Radiotherapy synergizes with AAV-based immunotherapy to program local and systemic antitumor immunity [scRNA-Seq]

Radiotherapy (RT) primes the immune system against cancer antigens but fails to trigger effective antitumor responses due to concomitant induction of immunosuppressive factors. To expand the benefits of RT, we combine local radiation with immuno-gene therapy by harnessing the ability of ionizing radiation to enhance AAV-mediated tumor transduction. To successfully deliver AAV-based local immunotherapy and restrict transgene expression within tumors, we designed a recombinant AAV that expresses IL-12 through an interferon (IFN)-inducible promoter (AAV-iIL12). Local administration of AAV-iIL12 upon RT results in marked and durable elevation of intratumor IL-12 with minor and transient systemic release.

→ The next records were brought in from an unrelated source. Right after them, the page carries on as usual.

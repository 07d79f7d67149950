use std::io::Write;
use std::path::PathBuf;

use tracing::info;

use crate::core::record::{Fields, Record, parse_fields};
use crate::core::store::RecordStore;
use crate::storage::{ExportFormat, Exporter};
use crate::{SearchError, SearchResult};

/// The single operation a command applies to the loaded collection.
#[derive(Debug, Clone, PartialEq, Eq)]
pub enum Operation {
    Search(Fields),
    Insert(Fields),
    Edit { index: i64, fields: Fields },
    Delete { index: i64 },
    ListAll,
}

impl Operation {
    /// Pick the operation from the raw command-line values.
    ///
    /// The first one supplied wins, in the order search, insert, edit, delete; with none
    /// of them the command lists the whole collection. Empty `search` or `insert` token
    /// lists do not count as supplied. `edit` holds the index followed by its own
    /// `key=value` tokens.
    pub fn select(
        search: Option<Vec<String>>,
        insert: Option<Vec<String>>,
        edit: Option<Vec<String>>,
        delete: Option<i64>,
    ) -> SearchResult<Self> {
        if let Some(tokens) = search.filter(|t| !t.is_empty()) {
            return Ok(Operation::Search(parse_fields(&tokens)?));
        }
        if let Some(tokens) = insert.filter(|t| !t.is_empty()) {
            return Ok(Operation::Insert(parse_fields(&tokens)?));
        }
        if let Some(tokens) = edit {
            let (index, rest) = tokens.split_first().ok_or_else(|| {
                SearchError::MalformedInput("--edit requires an index".into())
            })?;
            let index = index.parse::<i64>().map_err(|_| {
                SearchError::MalformedInput(format!("edit index must be an integer, got '{index}'"))
            })?;
            return Ok(Operation::Edit { index, fields: parse_fields(rest)? });
        }
        if let Some(index) = delete {
            return Ok(Operation::Delete { index });
        }
        Ok(Operation::ListAll)
    }

    pub fn name(&self) -> &'static str {
        match self {
            Operation::Search(_) => "search",
            Operation::Insert(_) => "insert",
            Operation::Edit { .. } => "edit",
            Operation::Delete { .. } => "delete",
            Operation::ListAll => "list",
        }
    }

    /// Apply the operation and return its result set.
    ///
    /// Search yields its matches, insert the new record, edit the merged record, delete
    /// nothing and list-all the whole collection.
    pub fn apply(&self, store: &mut RecordStore) -> SearchResult<Vec<Record>> {
        let results = match self {
            Operation::Search(criteria) => store.search(criteria),
            Operation::Insert(fields) => vec![store.insert(fields).clone()],
            Operation::Edit { index, fields } => vec![store.edit(*index, fields)?.clone()],
            Operation::Delete { index } => {
                store.delete(*index)?;
                Vec::new()
            }
            Operation::ListAll => store.records().to_vec(),
        };
        Ok(results)
    }
}

/// Everything one invocation needs, parsed once from the command line.
#[derive(Debug, Clone, PartialEq, Eq)]
pub struct QueryConfig {
    pub input_file: PathBuf,
    pub output_file: PathBuf,
    pub operation: Operation,
    pub export_format: ExportFormat,
}

#[derive(Debug, Clone, PartialEq)]
pub struct QueryOutcome {
    pub results: Vec<Record>,
    pub collection_len: usize,
}

/// Run a command, reporting to stdout.
pub fn run(config: QueryConfig) -> SearchResult<QueryOutcome> {
    let stdout = std::io::stdout();
    let handle = stdout.lock();
    run_with_writer(config, handle)
}

/// Run a command, reporting to `out`.
///
/// The whole collection is always exported first. When the result set is non-empty it
/// is printed and then exported again over the same path, so the output file ends up
/// holding just the results.
pub fn run_with_writer<W: Write>(config: QueryConfig, mut out: W) -> SearchResult<QueryOutcome> {
    let QueryConfig { input_file, output_file, operation, export_format } = config;

    let mut store = RecordStore::load(&input_file)?;
    info!(operation = operation.name(), "applying operation");
    let results = operation.apply(&mut store)?;

    let exporter = Exporter::new(export_format);
    exporter.export(&store, &output_file, Some(results.as_slice()), false)?;

    if results.is_empty() {
        writeln!(out, "No results found.")?;
    } else {
        writeln!(out, "{} results found:", results.len())?;
        for record in &results {
            writeln!(out, "{}", serde_json::to_string(record)?)?;
        }
        exporter.export(&store, &output_file, Some(results.as_slice()), true)?;
    }
    out.flush()?;

    Ok(QueryOutcome { results, collection_len: store.len() })
}

#[cfg(test)]
mod tests {
    use super::*;

    fn tokens(items: &[&str]) -> Option<Vec<String>> {
        Some(items.iter().map(|s| s.to_string()).collect())
    }

    #[test]
    fn test_select_first_match_wins() {
        let op = Operation::select(tokens(&["a=1"]), tokens(&["b=2"]), tokens(&["0"]), Some(1)).unwrap();
        assert_eq!(op.name(), "search");

        let op = Operation::select(None, tokens(&["b=2"]), tokens(&["0"]), Some(1)).unwrap();
        assert_eq!(op, Operation::Insert(parse_fields(&["b=2"]).unwrap()));

        let op = Operation::select(None, None, tokens(&["0"]), Some(1)).unwrap();
        assert_eq!(op.name(), "edit");

        let op = Operation::select(None, None, None, Some(1)).unwrap();
        assert_eq!(op, Operation::Delete { index: 1 });

        let op = Operation::select(None, None, None, None).unwrap();
        assert_eq!(op, Operation::ListAll);
    }

    #[test]
    fn test_select_skips_empty_token_lists() {
        let op = Operation::select(tokens(&[]), tokens(&[]), None, Some(0)).unwrap();
        assert_eq!(op, Operation::Delete { index: 0 });
    }

    #[test]
    fn test_select_edit_reads_its_own_fields() {
        let op = Operation::select(None, None, tokens(&["2", "age=31", "city=Lima"]), None).unwrap();
        assert_eq!(
            op,
            Operation::Edit { index: 2, fields: parse_fields(&["age=31", "city=Lima"]).unwrap() }
        );
    }

    #[test]
    fn test_select_rejects_malformed_tokens() {
        assert!(matches!(
            Operation::select(tokens(&["name"]), None, None, None),
            Err(SearchError::MalformedInput(_))
        ));
        assert!(matches!(
            Operation::select(None, None, tokens(&["first", "a=1"]), None),
            Err(SearchError::MalformedInput(_))
        ));
        assert!(matches!(
            Operation::select(None, None, tokens(&[]), None),
            Err(SearchError::MalformedInput(_))
        ));
    }

    #[test]
    fn test_apply_delete_yields_no_results() {
        let mut store = RecordStore::new(vec![parse_fields(&["a=1"]).unwrap().to_record()]);
        let results = Operation::Delete { index: 0 }.apply(&mut store).unwrap();
        assert!(results.is_empty());
        assert!(store.is_empty());
    }

    #[test]
    fn test_apply_list_all_returns_collection() {
        let records = vec![
            parse_fields(&["a=1"]).unwrap().to_record(),
            parse_fields(&["a=2"]).unwrap().to_record(),
        ];
        let mut store = RecordStore::new(records.clone());
        assert_eq!(Operation::ListAll.apply(&mut store).unwrap(), records);
    }
}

This strategy generates a highly immunostimulatory tumor microenvironment (TME) leading to strong antitumor responses in an IFNg-dependent manner. Moreover, local treatment with RT and AAV-iIL12 elicits systemic antitumor immunity with marked CD8+ T cell infiltration and regression of distant tumors. Our work shows that radiation coupled with AAV-based immuno-gene delivery is a novel, efficient and safe approach that can be exploited as cancer therapy. Overall design: Transcriptomic analysis by scRNA seq of CD45+ tumor infiltrating cells obtained 6 days after treatment with RT + control AAV (n=4) or RT + AAV-iIL12 (n=4).